Proposed Rural Group Work Plan

  • Paper – RRGPWG(18)02 – 08

10. RF to lead a discussion on this item. RF set out the proposal for the group to gather case study examples as outlined in the paper. These examples should be coproduced by the group, and demonstrate local solutions that are within scope, and out of which might come more support from the Scottish Government or support from groups such as SRMC. The group discusses the proposal and the following points were raised:

  • the group agreed the need to have a way of mapping, sharing, recording of where successful implementation is taking place. This could involve video diaries and other mediums, and be supported by evidence that it has worked
  • the Chair invited the group to consider and propose, by correspondence, specific issues the group should focus on in this work.
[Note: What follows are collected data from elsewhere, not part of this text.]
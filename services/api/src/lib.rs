mod cli;
mod demo;
mod infra;
mod routes;
mod server;

use demand_intel::error::AppError;

pub async fn run() -> Result<(), AppError> {
    cli::run().await
}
DH suggested vaccinations; pharmacotherapy; the feasibility of the multidisciplinary team; how to support a framework for dialogue between GPs and Boards to support the redesign of services, while recognising and supporting those services that only GP-led services can provide(ACTION)
  • the group noted the risk of duplication of work as feasibility studies are being taken forward through PCIPs. However the group has a role in helping to identify those areas where creative solutions to challenges, and support to clear away misunderstandings
  • RF confirmed that an analysis is happening with support from Chief Officers and the group will be sighted on it in the future. The Integrated workforce plan is scheduled for publication at the end of the calendar year and will include MDT workforce pipeline concerns. The Oversight group will also be looking at workforce plans in each PCIP and the Rural group can be updated on progress at the next meeting
  • DH also raised whether greater use of telemedicine and telehealth care opportunities would support services such as pharmacy. FD confirm dispensing group will pick this up, AC also confirmed greater use of telemedicine is supported by BMA.

Future meetings and AOB

  • Paper – RRGPWG(18)02 – 09

11. The group discussed dates of next meetings. JM led a discussion on the forward planner inviting members to suggest specific items for discussion at the December meeting. (ACTION)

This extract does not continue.